Upaya Slamat Tambunan, dalam membela kliennya, Sofian AP, yang sedang terlilit kasus dugaan korupsi, Dana Hibah Pekan Olah Raga Provinsi (Porprov) tahun 2010 senilai Rp 40 miliar bolehlah diacungi jempol. Ia tak lelah mengungkap penanganan kasus itu oleh Kejaksaan Tinggi Bangka Belitung atau Babel, yang ia lihat janggal. Pasalnya, laporan Badan Pemeriksa Keuangan (BPK), yang diminta pendapatnya oleh Kejati Babel dalam kasus itu, tak menemukan adanya indikasi kerugian negara. Ia pun terus mencari tahu, kenapa Kejati Babel ngotot.
Kerja kerasnya membuahkan hasil. Ternyata, Kejati Babel, pernah mengakui bahwa penanganan kasus yang menjerat Sofian AP itu keliru. Pengakuan keliru Kejati Babel itu diungkapkan saat mereka beraudensi dengan beberapa anggota Komisi III DPR RI yang berkunjung ke bumi Laskar Pelangi tersebut.
“BPK belum pernah menentukan ada jumlah kerugian uang negara. Sekarang ada babak baru, dari dokumen kegiatan laporan Kunjungan Kerja (Kunker) Komisi III DPR RI ke Provinsi Babel, “ kata Slamat, dalam keterangan persnya yang dikirimkan via surat elektronik yang diterima di Jakarta, kemarin.
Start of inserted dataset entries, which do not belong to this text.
#![allow(dead_code)]
//! Namespaces: one isolation scope's triggers, listeners and pending queue.
//!
//! A namespace owns the trigger definitions registered for one embedding
//! scope (one component instance), the listener registry for its nodes, and
//! the queue of transitions waiting for the next flush. The orchestration
//! that spans engine tables lives on the engine itself.

use std::cell::{Cell, RefCell};
use std::rc::Rc;

use hashbrown::HashMap;

use motive_api_core::ast::AnimationOptions;
use motive_api_core::events::{AnimationEvent, PlayerPhase};
use motive_api_core::style::StyleValue;

use crate::ids::{NamespaceId, NodeId};
use crate::transition_player::PlayerRc;
use crate::trigger::{AnimationTrigger, TransitionFactory, VOID_STATE};

/// A state-change payload handed to `trigger()`.
#[derive(Clone, Debug)]
pub enum TriggerValue {
    Value(String),
    Bool(bool),
    Number(f32),
    Void,
    /// Value plus per-invocation options (params).
    WithOptions {
        value: Box<TriggerValue>,
        options: AnimationOptions,
    },
}

impl TriggerValue {
    fn normalize(&self) -> String {
        match self {
            TriggerValue::Value(v) => v.clone(),
            TriggerValue::Bool(true) => "1".to_string(),
            TriggerValue::Bool(false) => "0".to_string(),
            TriggerValue::Number(n) => StyleValue::Number(*n).as_text(),
            TriggerValue::Void => VOID_STATE.to_string(),
            TriggerValue::WithOptions { value, .. } => value.normalize(),
        }
    }
}

/// One live state value per (node, namespace, trigger).
#[derive(Clone, Debug)]
pub struct StateValue {
    pub value: String,
    pub options: AnimationOptions,
    pub namespace_id: Option<NamespaceId>,
}

impl StateValue {
    pub fn new(input: &TriggerValue, namespace_id: Option<NamespaceId>) -> Self {
        let options = match input {
            TriggerValue::WithOptions { options, .. } => {
                let mut options = options.clone();
                options.params.get_or_insert_with(HashMap::new);
                options
            }
            _ => AnimationOptions {
                params: Some(HashMap::new()),
                ..Default::default()
            },
        };
        Self {
            value: input.normalize(),
            options,
            namespace_id,
        }
    }

    pub fn void() -> Self {
        Self::new(&TriggerValue::Void, None)
    }

    pub fn params(&self) -> &HashMap<String, StyleValue> {
        self.options
            .params
            .as_ref()
            .expect("state value params are always initialized")
    }

    /// Adopt any parameter from the prior value that this one leaves unset.
    pub fn absorb_options(&mut self, prior: &AnimationOptions) {
        if let Some(prior_params) = &prior.params {
            let params = self.options.params.get_or_insert_with(HashMap::new);
            for (key, value) in prior_params {
                if !params.contains_key(key) {
                    params.insert(key.clone(), value.clone());
                }
            }
        }
    }
}

/// A transition that could not apply before the next flush.
pub struct QueuedTransition {
    pub element: NodeId,
    pub trigger_name: String,
    pub transition: Rc<TransitionFactory>,
    pub from_state: StateValue,
    pub to_state: StateValue,
    pub player: PlayerRc,
    pub is_fallback: bool,
}

pub type ListenerCallback = Rc<RefCell<dyn FnMut(AnimationEvent)>>;

pub struct ListenerEntry {
    pub id: u64,
    pub name: String,
    pub phase: PlayerPhase,
    pub callback: ListenerCallback,
}

pub struct Namespace {
    pub id: NamespaceId,
    pub host_element: NodeId,
    /// Marker placed on the host and every node inserted under this scope.
    pub host_marker: String,
    pub(crate) triggers: RefCell<HashMap<String, Rc<AnimationTrigger>>>,
    pub(crate) queue: RefCell<Vec<QueuedTransition>>,
    pub(crate) listeners: RefCell<HashMap<NodeId, Vec<Rc<ListenerEntry>>>>,
    pub(crate) players: RefCell<Vec<PlayerRc>>,
    next_listener_id: Cell<u64>,
}

impl Namespace {
    pub fn new(id: NamespaceId, host_element: NodeId) -> Rc<Self> {
        Rc::new(Self {
            id,
            host_element,
            host_marker: format!("mv-ns-{}", id.0),
            triggers: RefCell::new(HashMap::new()),
            queue: RefCell::new(Vec::new()),
            listeners: RefCell::new(HashMap::new()),
            players: RefCell::new(Vec::new()),
            next_listener_id: Cell::new(0),
        })
    }

    /// Register a trigger definition; false when the name is already taken.
    pub fn register(&self, name: &str, trigger: Rc<AnimationTrigger>) -> bool {
        let mut triggers = self.triggers.borrow_mut();
        if triggers.contains_key(name) {
            return false;
        }
        triggers.insert(name.to_string(), trigger);
        true
    }

    /// Drop a trigger and every piece of per-trigger state it owns.
    pub fn deregister(&self, name: &str) {
        self.triggers.borrow_mut().remove(name);
        let mut listeners = self.listeners.borrow_mut();
        for entries in listeners.values_mut() {
            entries.retain(|entry| entry.name != name);
        }
    }

    pub fn has_trigger(&self, name: &str) -> bool {
        self.triggers.borrow().contains_key(name)
    }

    pub fn get_trigger(&self, name: &str) -> Option<Rc<AnimationTrigger>> {
        self.triggers.borrow().get(name).cloned()
    }

    pub(crate) fn alloc_listener_id(&self) -> u64 {
        let id = self.next_listener_id.get();
        self.next_listener_id.set(id.wrapping_add(1));
        id
    }

    pub fn queue_len(&self) -> usize {
        self.queue.borrow().len()
    }

    /// True when the node still owns listener, queue or player state here.
    pub fn element_contains_data(&self, element: NodeId) -> bool {
        if self.listeners.borrow().contains_key(&element) {
            return true;
        }
        if self.queue.borrow().iter().any(|q| q.element == element) {
            return true;
        }
        self.players.borrow().iter().any(|p| p.element == element)
    }
}

#[cfg(test)]
mod tests {
    use super::*;

    /// it should normalize boolean and void trigger values
    #[test]
    fn trigger_value_normalization() {
        assert_eq!(TriggerValue::Bool(true).normalize(), "1");
        assert_eq!(TriggerValue::Bool(false).normalize(), "0");
        assert_eq!(TriggerValue::Void.normalize(), "void");
        assert_eq!(TriggerValue::Number(3.0).normalize(), "3");
        assert_eq!(TriggerValue::Value("open".into()).normalize(), "open");
    }

    /// it should absorb unset params from the prior state only
    #[test]
    fn state_value_absorbs_prior_params() {
        let mut prior_params = HashMap::new();
        prior_params.insert("a".to_string(), StyleValue::Number(1.0));
        prior_params.insert("b".to_string(), StyleValue::Number(2.0));
        let prior = AnimationOptions {
            params: Some(prior_params),
            ..Default::default()
        };

        let mut params = HashMap::new();
        params.insert("b".to_string(), StyleValue::Number(9.0));
        let mut next = StateValue::new(
            &TriggerValue::WithOptions {
                value: Box::new(TriggerValue::Value("open".into())),
                options: AnimationOptions {
                    params: Some(params),
                    ..Default::default()
                },
            },
            Some(NamespaceId(1)),
        );
        next.absorb_options(&prior);

        assert_eq!(next.params().get("a"), Some(&StyleValue::Number(1.0)));
        assert_eq!(next.params().get("b"), Some(&StyleValue::Number(9.0)));
    }
}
Slamat yang juga salah satu pendiri Indonesian Audit Watch (IAW) itu mengungkapkan, kunjungan kerja Komisi III itu dilakukan, pada Masa Reses Persidangan III Tahun Sidang 2011-2012. Para politisi Senayan di Komisi III itu datang ke Babel dari tanggal 1 sampai 2 Mei 2012. Dokumen yang ia pegang, setebal 46 halaman. Dalam dokumen itu terungkap hasil audensi antara Komisi III DPR RI dengan pihak Kejati Babel, termasuk salah satunya tentang kasus yang dialami kliennya, Sofian AP.
“Kami memiliki sebuah dokumen yang sangat mengejutkan. Dimana, Komisi III DPR pernah ke Kejati Babel,” katanya.
Saat itu, Anggota Komisi III yang datang ke Babel, terdiri dari 18 anggota komisi. Mereka dipimpin oleh Benny Kabur Harman, selaku ketua tim. Diantaranya yang ikut berkunjung adalah Ruhut Poltak Sitompul, Didi Irawadi Samsudin, Indra, Setya Novanto dan lainnya. Di sana, saat itu mereka berdiskusi dengan Kepala Kejaksaaan Tinggi Babel. Dalam dokumen berjudul Rapat dengan Kejati Babel, di halaman 17 poin pertama pembahasan, lalu dipoin tiga dan dipoin 14, kata Slamat, termuat jawaban dari Kepala Kejati Babel.
“ Jawaban yang bisa dibaca dihalaman 20 pada poin 8 dan 9 mengakui ada ‘kekeliruan’ mereka menangani beberapa kasus dugaan korupsi, diantaranya dana hibah KONI tahun 2010,” ungkap Slamat.
Jawaban Kepala Kejati itu, kata Slamat, menanggapi pertanyaan yang diajukan beberapa anggota Komisi III yang menanyakan kinerja aparat kejaksaan di bumi Laskar Pelangi, khususnya soal penanganan kasus korupsi.
“ Pada poin delapan tertulis bahwa Kejaksaan di Babel tidak melakukan penetapan tersangka jika unsur-unsur tidak jelas atau belum ada kerugian negara. Itu adalah respon atas pernyataan DPR RI di halaman 19 yang berbunyi terkait penetapan tersangka sebelum adanya penghitungan BPKP. Hal ini adalah salah. Maka respon terakhir Kejati terlihat dihalaman 20 yang seluruhnya menggunakan huruf kapital itu berbunyi: pertanyaan interupsi penetapan tersangka yang belum ditingkatkan prosesnya namun sudah lebih dari satu tahun? Dijawab ada. Apakah bila ada yang ditetapkan sebelum temuan BPK, dijawab akan dilakukan investigasi lebih lanjut dan penindakan terhadap permasalahan ini,” kata Slamat menguraikan beberapa isi dalam dokumen hasil Kunker Komisi III itu ke Babel.